David Young, partner and health and safety expert at Eversheds, has commented on the prevalence of campylobacter in supermarket chickens.
He said: ‘There will undoubtedly be some outrage and surprise surrounding the statistics about campylobacter in supermarket chickens. We should not lose sight of the basic facts before we as consumers declare we are never going near another chicken, or any other poultry for that matter.
‘Campylobacter grows naturally in chickens, just like lots of bacteria grow naturally in humans. Ours do not harm us at all most of the time; those in chickens will not either, if we take the simple measure of cooking the bird properly.’
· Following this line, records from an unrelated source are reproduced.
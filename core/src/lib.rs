//! Core types and position math for the 256-way dynamic array.
//!
//! This crate defines how a 32-bit linear position is decomposed into a path through a radix tree
//! of fixed-size nodes, and how nodes are named inside a pool, without owning any memory itself.
//!
//! Nothing here requires the standard library.

#![cfg_attr(all(not(feature = "std"), not(test)), no_std)]

pub mod level;
pub mod node_ref;

pub use level::{capacity, child_index, levels_for, span, MAX_LEVELS, MAX_POS};
pub use node_ref::NodeRef;

/// Number of bits of a position consumed by one level of the tree.
pub const CHUNK_BITS: u32 = 8;

/// Branching factor of an index node.
pub const FANOUT: usize = 1 << CHUNK_BITS;

/// Number of 4-byte words in every node, index and data alike.
pub const WORDS_PER_NODE: usize = FANOUT;

/// Size of a node in bytes.
pub const NODE_BYTES: usize = WORDS_PER_NODE * core::mem::size_of::<u32>();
According to Young, it may be reasonable to be concerned about avoidable costs to the NHS, and consumer health generally, due to food poisoning. The solution, he said, lies in education and consumer behaviour and cannot be targeted entirely at manufacturers and retailers.
‘It is a concern if processing leads to contamination on external packaging. It is a concern if supermarkets or any other retailers should be giving more priority to their suppliers’ production methods and facilities over bare cost per unit, but the other side of that equation is what consumers are willing to pay. The culture of poultry being the cheapest of meat will not be altered overnight, but if consumers are not taught to recognise their own role in the hygiene chain, no amount of good practice within industry will eradicate the problem.’
Young continued: ‘The targeting must be proportionate and sensible. This was the initial route taken by the authorities over horsemeat — blaming the industry before it fully understood the problem; it did not work with food fraud and it will not work with food safety. Consumers have to be part of the solution too.’